| RECORDS TO PROCESS |
//! Walkpoint core - the points engine for a step-rewards service.
//!
//! Users earn points from daily step counts and completed rewarded-ad views
//! under three daily caps, collect scheduled bonuses, and redeem accumulated
//! points for gift cards. This crate is the single authority for all of it:
//!
//! - [`PointsLedger`]: the policy core: earning, bonuses, redemption, and
//!   the read-side queries a client renders from.
//! - [`LedgerStore`]: `SQLite`-backed storage for the append-only transaction
//!   log, daily cap counters, dedup keys, step records, and redemption
//!   records, written atomically per operation.
//! - [`DailyCounters`]: per-user-day progress against the caps.
//! - [`WalkpointConfig`]: rates, caps, bonus amounts, and the redemption
//!   catalog.
//!
//! Earning is idempotent where deliveries can repeat: step reports are
//! cumulative-per-day, and ad views carry a client-supplied dedup key. Cap
//! exhaustion is a normal zero-award outcome, never an error. All day keys
//! use the UTC calendar date of a single injectable [`Clock`].

pub mod clock;
pub mod config;
pub mod counters;
pub mod ledger;
pub mod redemption;
pub mod steps;
pub mod store;
pub mod transaction;

pub use clock::{Clock, FixedClock, SystemClock};
pub use config::{
    BonusSchedule, ConfigError, HealthConfig, PointsConfig, PointsConfigBuilder, WalkpointConfig,
};
pub use counters::{CapExceeded, CapKind, CapUsage, DailyCounters, DailyLimits};
pub use ledger::{
    AdViewEvent, BalanceSummary, BonusGrant, EarnOutcome, LedgerError, PointsLedger,
    PointsStatistics, RedemptionOutcome, StepsOutcome,
};
pub use redemption::{Redemption, RedemptionCatalog, RedemptionOption, RedemptionStatus};
pub use steps::{DayCount, StepRecord, StepSource, StepsStatistics, StepsSync};
pub use store::{LedgerStore, StorageError};
pub use transaction::{BonusKind, PointTransaction, TransactionKind, TransactionMetadata};
#[test]
fn redemption_lifecycle_and_refund() {
    let (store, _dir) = temp_store();
    let config = PointsConfig::default();

    // Build up a redeemable balance across days.
    for d in 1..=40 {
        store
            .award(
                &config,
                &AwardWrite {
                    user_id: "u1",
                    day: NaiveDate::from_ymd_opt(2025, 5, 1).unwrap() + chrono::Days::new(d),
                    amount: 15,
                    steps_delta: 15,
                    ad_delta: 0,
                    description: "Steps reward".to_string(),
                    metadata: TransactionMetadata::Steps {
                        day: day(),
                        cumulative_steps: 30_000,
                    },
                    created_at: at_noon(),
                    dedup: None,
                    steps_record: None,
                },
            )
            .unwrap();
    }
    assert_eq!(store.balance("u1").unwrap(), 600);

    let (spend, redemption) = store
        .apply_redemption(&RedemptionWrite {
            user_id: "u1",
            reward_type: "amazon_gift",
            points_used: 500,
            reward_value: 500,
            description: "Amazon Gift Card".to_string(),
            day: day(),
            created_at: at_noon(),
        })
        .unwrap();
    assert_eq!(spend.amount, -500);
    assert_eq!(spend.balance_after, 100);
    assert_eq!(redemption.status, RedemptionStatus::Pending);

    let advanced = store
        .advance_redemption(&redemption.id, RedemptionStatus::Processing, at_noon())
        .unwrap();
    assert_eq!(advanced.status, RedemptionStatus::Processing);
    assert!(advanced.processed_at.is_some());

    // Refund from processing returns the points and closes the record.
    let (refund, refunded) = store
        .refund_redemption(&redemption.id, RefundKind::Cancelled, Some("u1"), at_noon())
        .unwrap();
    assert_eq!(refund.amount, 500);
    assert_eq!(refund.balance_after, 600);
    assert_eq!(refund.kind, TransactionKind::Adjustment);
    assert_eq!(refunded.status, RedemptionStatus::Cancelled);

    // A second refund is rejected; the spend row itself is untouched.
    let err = store
        .refund_redemption(&redemption.id, RefundKind::Cancelled, Some("u1"), at_noon())
        .unwrap_err();
    assert!(matches!(
        err,
        RedemptionUpdateError::NotRefundable {
            status: RedemptionStatus::Cancelled,
            ..
        }
    ));
}

#[test]
fn refund_hides_other_users_redemptions() {
    let (store, _dir) = temp_store();
    let config = PointsConfig::default();

    for d in 1..=40 {
        store
            .award(
                &config,
                &AwardWrite {
                    user_id: "u1",
                    day: NaiveDate::from_ymd_opt(2025, 5, 1).unwrap() + chrono::Days::new(d),
                    amount: 15,
                    steps_delta: 15,
                    ad_delta: 0,
                    description: "Steps reward".to_string(),
                    metadata: TransactionMetadata::Steps {
                        day: day(),
                        cumulative_steps: 30_000,
                    },
                    created_at: at_noon(),
                    dedup: None,
                    steps_record: None,
                },
            )
            .unwrap();
    }

    let (_, redemption) = store
        .apply_redemption(&RedemptionWrite {
            user_id: "u1",
            reward_type: "amazon_gift",
            points_used: 500,
            reward_value: 500,
            description: "Amazon Gift Card".to_string(),
            day: day(),
            created_at: at_noon(),
        })
        .unwrap();

    let err = store
        .refund_redemption(&redemption.id, RefundKind::Cancelled, Some("u2"), at_noon())
        .unwrap_err();
    assert!(matches!(err, RedemptionUpdateError::NotFound { .. }));
}

#[test]
fn invalid_advance_is_rejected() {
    let (store, _dir) = temp_store();
    let config = PointsConfig::default();

    for d in 1..=40 {
        store
            .award(
                &config,
                &AwardWrite {
                    user_id: "u1",
                    day: NaiveDate::from_ymd_opt(2025, 5, 1).unwrap() + chrono::Days::new(d),
                    amount: 15,
                    steps_delta: 15,
                    ad_delta: 0,
                    description: "Steps reward".to_string(),
                    metadata: TransactionMetadata::Steps {
                        day: day(),
                        cumulative_steps: 30_000,
                    },
                    created_at: at_noon(),
                    dedup: None,
                    steps_record: None,
                },
            )
            .unwrap();
    }

    let (_, redemption) = store
        .apply_redemption(&RedemptionWrite {
            user_id: "u1",
            reward_type: "amazon_gift",
            points_used: 500,
            reward_value: 500,
            description: "Amazon Gift Card".to_string(),
            day: day(),
            created_at: at_noon(),
        })
        .unwrap();

    let err = store
        .advance_redemption(&redemption.id, RedemptionStatus::Completed, at_noon())
        .unwrap_err();
    assert!(matches!(
        err,
        RedemptionUpdateError::InvalidTransition {
            from: RedemptionStatus::Pending,
            to: RedemptionStatus::Completed,
            ..
        }
    ));

    let err = store
        .advance_redemption("no-such-id", RedemptionStatus::Processing, at_noon())
        .unwrap_err();
    assert!(matches!(err, RedemptionUpdateError::NotFound { .. }));
}

#[test]
fn earning_aggregates() {
    let (store, _dir) = temp_store();
    let config = PointsConfig::default();

    let day2 = NaiveDate::from_ymd_opt(2025, 6, 2).unwrap();
    store.award(&config, &steps_award("u1", 15, 30_000)).unwrap();
    store
        .award(
            &config,
            &AwardWrite {
                user_id: "u1",
                day: day2,
                amount: 10,
                steps_delta: 10,
                ad_delta: 0,
                description: "Steps reward".to_string(),
                metadata: TransactionMetadata::Steps {
                    day: day2,
                    cumulative_steps: 20_000,
                },
                created_at: at_noon(),
                dedup: None,
                steps_record: None,
            },
        )
        .unwrap();

    assert_eq!(store.earned_on_day("u1", day()).unwrap(), 15);
    assert_eq!(store.earned_on_day("u1", day2).unwrap(), 10);
    assert_eq!(store.lifetime_earned("u1").unwrap(), 25);
    assert_eq!(store.total_redeemed("u1").unwrap(), 0);

    let totals = store.earning_day_totals("u1").unwrap();
    assert_eq!(totals, vec![(day(), 15), (day2, 10)]);
}

#[test]
fn history_pagination_is_restartable() {
    let (store, _dir) = temp_store();
    let config = PointsConfig::default();

    for i in 1..=5_i64 {
        store
            .award(
                &config,
                &AwardWrite {
                    user_id: "u1",
                    day: NaiveDate::from_ymd_opt(2025, 6, 1).unwrap()
                        + chrono::Days::new(u64::try_from(i).unwrap()),
                    amount: i,
                    steps_delta: u32::try_from(i).unwrap(),
                    ad_delta: 0,
                    description: format!("Steps reward {i}"),
                    metadata: TransactionMetadata::Steps {
                        day: day(),
                        cumulative_steps: 2000 * u64::try_from(i).unwrap(),
                    },
                    created_at: at_noon(),
                    dedup: None,
                    steps_record: None,
                },
            )
            .unwrap();
    }

    let page0 = store.history("u1", 0, 2).unwrap();
    let page1 = store.history("u1", 1, 2).unwrap();
    let page2 = store.history("u1", 2, 2).unwrap();

    assert_eq!(page0.len(), 2);
    assert_eq!(page1.len(), 2);
    assert_eq!(page2.len(), 1);
    // Newest first across pages.
    assert_eq!(page0[0].amount, 5);
    assert_eq!(page1[0].amount, 3);
    assert_eq!(page2[0].amount, 1);
}

#[test]
fn metadata_roundtrips_through_storage() {
    let (store, _dir) = temp_store();
    let config = PointsConfig::default();

    let metadata = TransactionMetadata::AdView {
        ad_unit_id: "unit-9".to_string(),
        view_id: "view-9".to_string(),
        watched_ms: None,
    };
    store
        .award(
            &config,
            &AwardWrite {
                user_id: "u1",
                day: day(),
                amount: 3,
                steps_delta: 0,
                ad_delta: 3,
                description: "Ad view reward".to_string(),
                metadata: metadata.clone(),
                created_at: at_noon(),
                dedup: Some(DedupKey::AdView {
                    view_id: "view-9",
                    ad_unit_id: "unit-9",
                    watched_ms: None,
                }),
                steps_record: None,
            },
        )
        .unwrap();

    let history = store.history("u1", 0, 1).unwrap();
    assert_eq!(history[0].metadata, metadata);
    assert_eq!(history[0].kind, TransactionKind::AdView);
}
/// Errors surfaced by ledger operations.
///
/// Everything except `Storage` is a caller mistake; `Storage` with
/// [`StorageError::is_retryable`] true can be retried wholesale, since the
/// steps path is idempotent by construction and the ad path is guarded by
/// its view id.
#[derive(Debug, Error)]
#[non_exhaustive]
pub enum LedgerError {
    /// Underlying store failure.
    #[error(transparent)]
    Storage(#[from] StorageError),

    /// Defensive cap re-check failed; indicates a pre-clamping bug.
    #[error(transparent)]
    Cap(#[from] CapExceeded),

    /// Reported step count is beyond plausible human locomotion.
    #[error("implausible step count {steps} for {day}: exceeds {max}")]
    ImplausibleSteps {
        /// Reported count.
        steps: u64,
        /// Day it was reported for.
        day: NaiveDate,
        /// Configured plausibility bound.
        max: u64,
    },

    /// No redemption option with that reward type.
    #[error("unknown reward type: {0}")]
    UnknownReward(String),

    /// The option exists but cannot currently be redeemed.
    #[error("reward {0} is not currently available")]
    RewardUnavailable(String),

    /// The spend is below the option's minimum.
    #[error("{points} points is below the minimum {min} for {reward}")]
    BelowMinimum {
        /// Requested spend.
        points: i64,
        /// Option minimum.
        min: i64,
        /// Reward type.
        reward: String,
    },

    /// The spend does not map to an offered denomination.
    #[error("{points} points does not map to a {reward} denomination")]
    InvalidDenomination {
        /// Requested spend.
        points: i64,
        /// Reward type.
        reward: String,
    },

    /// The user's balance cannot cover the spend.
    #[error("insufficient balance: have {balance}, need {required}")]
    InsufficientBalance {
        /// Balance at the time of the attempt.
        balance: i64,
        /// Points the redemption needed.
        required: i64,
    },

    /// No such redemption (or it belongs to another user).
    #[error("redemption not found: {0}")]
    RedemptionNotFound(String),

    /// The redemption already reached a terminal state.
    #[error("redemption {id} is {status} and can no longer be refunded")]
    NotRefundable {
        /// The redemption id.
        id: String,
        /// Its current status.
        status: RedemptionStatus,
    },

    /// Fulfillment tried a transition the lifecycle does not allow.
    #[error("redemption {id} cannot move from {from} to {to}")]
    InvalidTransition {
        /// The redemption id.
        id: String,
        /// Current status.
        from: RedemptionStatus,
        /// Requested status.
        to: RedemptionStatus,
    },
}

impl From<AwardError> for LedgerError {
    fn from(err: AwardError) -> Self {
        match err {
            AwardError::Storage(e) => Self::Storage(e),
            AwardError::Cap(e) => Self::Cap(e),
        }
    }
}

impl From<RedeemError> for LedgerError {
    fn from(err: RedeemError) -> Self {
        match err {
            RedeemError::Storage(e) => Self::Storage(e),
            RedeemError::InsufficientBalance { balance, required } => {
                Self::InsufficientBalance { balance, required }
            },
        }
    }
}

impl From<RedemptionUpdateError> for LedgerError {
    fn from(err: RedemptionUpdateError) -> Self {
        match err {
            RedemptionUpdateError::Storage(e) => Self::Storage(e),
            RedemptionUpdateError::NotFound { id } => Self::RedemptionNotFound(id),
            RedemptionUpdateError::NotRefundable { id, status } => {
                Self::NotRefundable { id, status }
            },
            RedemptionUpdateError::InvalidTransition { id, from, to } => {
                Self::InvalidTransition { id, from, to }
            },
        }
    }
}

/// Result of an earning operation.
///
/// `transaction` is `None` when nothing was awarded: a cap was reached,
/// steps regressed, the ad view was incomplete or a duplicate. That is the
/// expected steady state once a user exhausts a cap, not a failure.
#[derive(Debug, Clone)]
pub struct EarnOutcome {
    /// The award, if one was made.
    pub transaction: Option<PointTransaction>,
    /// Counters after the operation.
    pub counters: DailyCounters,
}

/// Result of a steps sync: the earning outcome plus the stored day record.
#[derive(Debug, Clone)]
pub struct StepsOutcome {
    /// The award, if one was made.
    pub transaction: Option<PointTransaction>,
    /// Counters after the operation.
    pub counters: DailyCounters,
    /// The day's step record after the upsert.
    pub record: Option<StepRecord>,
}

/// Result of a redemption request.
#[derive(Debug, Clone)]
pub struct RedemptionOutcome {
    /// The spend transaction.
    pub transaction: PointTransaction,
    /// The created redemption record.
    pub redemption: Redemption,
}
//! Daily step records and statistics.
//!
//! One [`StepRecord`] exists per user per UTC day, holding the highest
//! cumulative count reported for that day. Health sources re-sync freely;
//! a report lower than what is already stored leaves the record unchanged.

use std::fmt;
use std::str::FromStr;

use chrono::{DateTime, NaiveDate, Utc};
use serde::{Deserialize, Serialize};

/// Where a step count was reported from.
#[derive(Debug, Clone, Copy, PartialEq, Eq, Serialize, Deserialize)]
#[serde(rename_all = "snake_case")]
pub enum StepSource {
    /// Apple HealthKit.
    Healthkit,
    /// Google Fit.
    GoogleFit,
    /// Operator-entered correction.
    Manual,
}

impl StepSource {
    /// Returns the storage representation.
    #[must_use]
    pub const fn as_str(self) -> &'static str {
        match self {
            Self::Healthkit => "healthkit",
            Self::GoogleFit => "google_fit",
            Self::Manual => "manual",
        }
    }
}

impl fmt::Display for StepSource {
    fn fmt(&self, f: &mut fmt::Formatter<'_>) -> fmt::Result {
        f.write_str(self.as_str())
    }
}

impl FromStr for StepSource {
    type Err = UnknownSource;

    fn from_str(s: &str) -> Result<Self, Self::Err> {
        match s {
            "healthkit" => Ok(Self::Healthkit),
            "google_fit" => Ok(Self::GoogleFit),
            "manual" => Ok(Self::Manual),
            other => Err(UnknownSource(other.to_string())),
        }
    }
}

/// A stored step source outside the known set.
#[derive(Debug, thiserror::Error)]
#[error("unknown step source: {0}")]
pub struct UnknownSource(pub String);

/// A day's activity as reported by a health source.
#[derive(Debug, Clone, PartialEq, Serialize, Deserialize)]
pub struct StepsSync {
    /// Day the count belongs to (UTC).
    pub day: NaiveDate,
    /// Cumulative step count for the day so far. Always the running total,
    /// never a delta.
    pub steps: u64,
    /// Distance covered, meters.
    #[serde(skip_serializing_if = "Option::is_none")]
    pub distance_m: Option<f64>,
    /// Energy burned, kcal.
    #[serde(skip_serializing_if = "Option::is_none")]
    pub calories: Option<f64>,
    /// Minutes of activity.
    #[serde(skip_serializing_if = "Option::is_none")]
    pub active_minutes: Option<u32>,
    /// Reporting source.
    pub source: StepSource,
}

/// Stored per-day step record.
#[derive(Debug, Clone, PartialEq, Serialize, Deserialize)]
pub struct StepRecord {
    /// Owning user.
    pub user_id: String,
    /// Day covered (UTC).
    pub day: NaiveDate,
    /// Highest cumulative count reported for the day.
    pub steps: u64,
    /// Distance covered, meters.
    pub distance_m: Option<f64>,
    /// Energy burned, kcal.
    pub calories: Option<f64>,
    /// Minutes of activity.
    pub active_minutes: Option<u32>,
    /// Most recent reporting source.
    pub source: StepSource,
    /// Points awarded from this day's steps so far.
    pub points_earned: u32,
    /// Last sync instant.
    pub updated_at: DateTime<Utc>,
}

/// Aggregates over a user's step history.
#[derive(Debug, Clone, PartialEq, Serialize, Deserialize)]
pub struct StepsStatistics {
    /// Sum of all recorded days.
    pub total_steps: u64,
    /// Mean steps over recorded days (0 when no records).
    pub average_daily: u64,
    /// Highest-count day, if any records exist.
    pub best_day: Option<DayCount>,
    /// Consecutive recorded days ending today or yesterday.
    pub current_streak: u32,
    /// Longest run of consecutive recorded days.
    pub longest_streak: u32,
}

/// A day paired with its step count.
#[derive(Debug, Clone, Copy, PartialEq, Eq, Serialize, Deserialize)]
pub struct DayCount {
    /// The day.
    pub day: NaiveDate,
    /// Steps recorded that day.
    pub steps: u64,
}

/// Computes statistics over `(day, steps)` pairs sorted ascending by day.
///
/// A streak is a run of consecutive days each holding a nonzero count. The
/// current streak is alive while its last day is `today` or yesterday, so a
/// user who has not yet synced today keeps yesterday's streak.
#[must_use]
pub fn compute_statistics(days: &[DayCount], today: NaiveDate) -> StepsStatistics {
    let counted: Vec<&DayCount> = days.iter().filter(|d| d.steps > 0).collect();

    let total_steps: u64 = counted.iter().map(|d| d.steps).sum();
    let average_daily = if counted.is_empty() {
        0
    } else {
        total_steps / counted.len() as u64
    };
    let best_day = counted
        .iter()
        .max_by_key(|d| (d.steps, std::cmp::Reverse(d.day)))
        .map(|d| **d);

    let mut longest_streak: u32 = 0;
    let mut run: u32 = 0;
    let mut prev: Option<NaiveDate> = None;
    let mut last_run: u32 = 0;
    for entry in &counted {
        run = match prev {
            Some(p) if p.succ_opt() == Some(entry.day) => run + 1,
            _ => 1,
        };
        longest_streak = longest_streak.max(run);
        prev = Some(entry.day);
        last_run = run;
    }

    let current_streak = match prev {
        Some(last) if last == today || last.succ_opt() == Some(today) => last_run,
        _ => 0,
    };

    StepsStatistics {
        total_steps,
        average_daily,
        best_day,
        current_streak,
        longest_streak,
    }
}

| THE TASK |
With the line containing "atomically per operation." as the last one, please set down exactly the lines of the records above from their very first line, and nothing more.

| EXPECTED ANSWER |
//! Walkpoint core - the points engine for a step-rewards service.
//!
//! Users earn points from daily step counts and completed rewarded-ad views
//! under three daily caps, collect scheduled bonuses, and redeem accumulated
//! points for gift cards. This crate is the single authority for all of it:
//!
//! - [`PointsLedger`]: the policy core: earning, bonuses, redemption, and
//!   the read-side queries a client renders from.
//! - [`LedgerStore`]: `SQLite`-backed storage for the append-only transaction
//!   log, daily cap counters, dedup keys, step records, and redemption
//!   records, written atomically per operation.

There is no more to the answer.